Olympian’s backflips .

I could see my wife and kids watching from beside the pool, and a sense of panic started to well up inside me. I have a wife and kids and a career! I took a couple of deep breaths to calm my nerves and remembered that I like calculated risks. I reminded myself of several precautions I had in place, like life insurance and disability insurance. The chance of needing either of those was extremely small, but it was nice to know they were there. Additionally, I had been instructed by professionals, there was a lifeguard/EMT at the ready, and I would be landing in a pool of water. I realized the chance of catastrophe was extremely low, and making a life-long memory was almost a surety. It would be an amazing experience ski-jumping with Olympic athletes and sharing my love of adventure with my family!

My backflips.

Afterward, I thought back on a memory of another kind risk I took 20 years before as a 15-year-old. I was raised in a very hands-off, Tom Sawyer-esque style, and my adventurous spirit was allowed to flourish. Oftentimes, because I was the only kid on the block who was allowed to ditch school to ski, I had to ski by myself. After a particularly good snowstorm, I decided to go skiing at Alta ski resort. It’s known for having the best snow, but it was pretty far from my home. I had to transfer between several buses, and by the time I got to the resort, it had been open for a couple of hours so a lot of the good powder had already been tracked out.

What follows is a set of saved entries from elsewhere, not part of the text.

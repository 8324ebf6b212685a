//! In-memory payload for [`FittingData`].
//!
//! The payload is a plain serde value:
//!
//! ```text
//! {
//!   "data": { "<name>": [f64, ...], ... },   // full columns, mask ignored
//!   "x_column": "<name>" | null,
//!   "xerr_column": "<name>" | null,
//!   "y_column": "<name>" | null,
//!   "yerr_column": "<name>" | null,
//!   "indices": [bool, ...]
//! }
//! ```
//!
//! Column order is kept through the `data` map. Unknown keys are ignored when
//! reading.

use std::fmt;

use serde::de::{MapAccess, Visitor};
use serde::ser::SerializeMap;
use serde::{Deserialize, Deserializer, Serialize, Serializer};

use crate::data::fitting_data::FittingData;
use crate::data::roles::{ColumnRef, Role, RoleHints};
use crate::error::Result;

/// Ordered `name → values` map.
#[derive(Debug, Clone, Default, PartialEq)]
pub struct ColumnTable(pub Vec<(String, Vec<f64>)>);

impl Serialize for ColumnTable {
    fn serialize<S: Serializer>(&self, serializer: S) -> std::result::Result<S::Ok, S::Error> {
        let mut map = serializer.serialize_map(Some(self.0.len()))?;
        for (name, values) in &self.0 {
            map.serialize_entry(name, values)?;
        }
        map.end()
    }
}

impl<'de> Deserialize<'de> for ColumnTable {
    fn deserialize<D: Deserializer<'de>>(deserializer: D) -> std::result::Result<Self, D::Error> {
        struct TableVisitor;

        impl<'de> Visitor<'de> for TableVisitor {
            type Value = ColumnTable;

            fn expecting(&self, f: &mut fmt::Formatter<'_>) -> fmt::Result {
                f.write_str("a map of column names to numeric arrays")
            }

            fn visit_map<A: MapAccess<'de>>(self, mut access: A) -> std::result::Result<ColumnTable, A::Error> {
                let mut columns = Vec::with_capacity(access.size_hint().unwrap_or(0));
                while let Some((name, values)) = access.next_entry::<String, Vec<f64>>()? {
                    columns.push((name, values));
                }
                Ok(ColumnTable(columns))
            }
        }

        deserializer.deserialize_map(TableVisitor)
    }
}

#[derive(Debug, Clone, PartialEq, Serialize, Deserialize)]
pub struct FittingDataPayload {
    pub data: ColumnTable,
    #[serde(default)]
    pub x_column: Option<String>,
    #[serde(default)]
    pub xerr_column: Option<String>,
    #[serde(default)]
    pub y_column: Option<String>,
    #[serde(default)]
    pub yerr_column: Option<String>,
    pub indices: Vec<bool>,
}

impl FittingDataPayload {
    pub fn to_json(&self) -> Result<String> {
        Ok(serde_json::to_string_pretty(self)?)
    }

    pub fn from_json(text: &str) -> Result<Self> {
        Ok(serde_json::from_str(text)?)
    }
}

impl FittingData {
    pub fn serialize(&self) -> FittingDataPayload {
        let role = |role: Role| self.role_column(role).map(str::to_string);
        FittingDataPayload {
            data: ColumnTable(
                self.columns()
                    .map(|(name, values)| (name.to_string(), values.to_vec()))
                    .collect(),
            ),
            x_column: role(Role::X),
            xerr_column: role(Role::Xerr),
            y_column: role(Role::Y),
            yerr_column: role(Role::Yerr),
            indices: self.records_indices().to_vec(),
        }
    }

    /// Rebuild data from a payload.
    ///
    /// Role derivation is disabled so roles absent from the payload stay
    /// absent.
    pub fn deserialize(payload: FittingDataPayload) -> Result<Self> {
        let hints = RoleHints {
            x: payload.x_column.map(ColumnRef::Name),
            xerr: payload.xerr_column.map(ColumnRef::Name),
            y: payload.y_column.map(ColumnRef::Name),
            yerr: payload.yerr_column.map(ColumnRef::Name),
            search: false,
        };
        let mut data = FittingData::new(payload.data.0, hints)?;
        data.set_records_indices(payload.indices)?;
        Ok(data)
    }
}

#[cfg(test)]
mod tests {
    use super::*;
    use crate::error::Error;

    fn data() -> FittingData {
        let columns = vec![
            ("time".to_string(), vec![0.5, 1.5, 2.5, 3.5]),
            ("a".to_string(), vec![0.1, 0.2, 0.3, 0.4]),
            ("speed".to_string(), vec![1.0, 3.0, 5.0, 7.0]),
        ];
        let hints = RoleHints::none().with(Role::X, "time").with(Role::Y, "speed");
        let mut data = FittingData::new(columns, hints).unwrap();
        data.unselect_record(3).unwrap();
        data
    }

    #[test]
    fn round_trip_preserves_everything() {
        let original = data();
        let restored = FittingData::deserialize(original.serialize()).unwrap();
        assert_eq!(restored, original);
        assert_eq!(restored.xerr_column(), None);
        assert_eq!(restored.records_indices(), &[true, true, false, true]);
    }

    #[test]
    fn json_round_trip_keeps_column_order() {
        let original = data();
        let json = original.serialize().to_json().unwrap();
        let payload = FittingDataPayload::from_json(&json).unwrap();
        assert_eq!(payload.data.0[0].0, "time");
        assert_eq!(payload.data.0[1].0, "a");
        assert_eq!(payload.xerr_column, None);
        assert_eq!(FittingData::deserialize(payload).unwrap(), original);
    }

    #[test]
    fn payload_ignores_mask_for_data() {
        let payload = data().serialize();
        assert_eq!(payload.data.0[2].1, vec![1.0, 3.0, 5.0, 7.0]);
        assert_eq!(payload.indices.len(), 4);
    }

    #[test]
    fn unknown_keys_are_ignored_and_missing_roles_are_null() {
        let json = r#"{
            "data": {"u": [1.0, 2.0], "v": [3.0, 4.0]},
            "y_column": "v",
            "indices": [true, false],
            "comment": "written by hand"
        }"#;
        let data = FittingData::deserialize(FittingDataPayload::from_json(json).unwrap()).unwrap();
        assert_eq!(data.x_column(), None);
        assert_eq!(data.y_column(), Some("v"));
        assert_eq!(data.y().unwrap(), vec![3.0]);
    }

    #[test]
    fn inconsistent_payload_is_rejected() {
        let mut payload = data().serialize();
        payload.indices.pop();
        assert!(matches!(
            FittingData::deserialize(payload),
            Err(Error::RecordsSelection { .. })
        ));

        let mut payload = data().serialize();
        payload.y_column = Some("nope".to_string());
        assert_eq!(
            FittingData::deserialize(payload).unwrap_err(),
            Error::ColumnExistence("nope".to_string())
        );

        assert!(matches!(
            FittingDataPayload::from_json("{\"data\": 3}"),
            Err(Error::Serialization(_))
        ));
    }
}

In search of fresh tracks, I decided to ski the backcountry — the part of the resort where you have to hike up to ski instead of taking the lift. After a few amazing runs, I skied up to a ski-bum looking guy who was building a jump to launch himself off of a pretty decent-sized cliff.

I complimented him on his work and he said, “Yeah, it’s the perfect jump for a backflip!” I had never done a backflip. However, being young and spontaneous, I decided that I wanted to try doing my first backflip on this stranger’s dangerous homemade ramp out in the backcountry… where nobody knew I was.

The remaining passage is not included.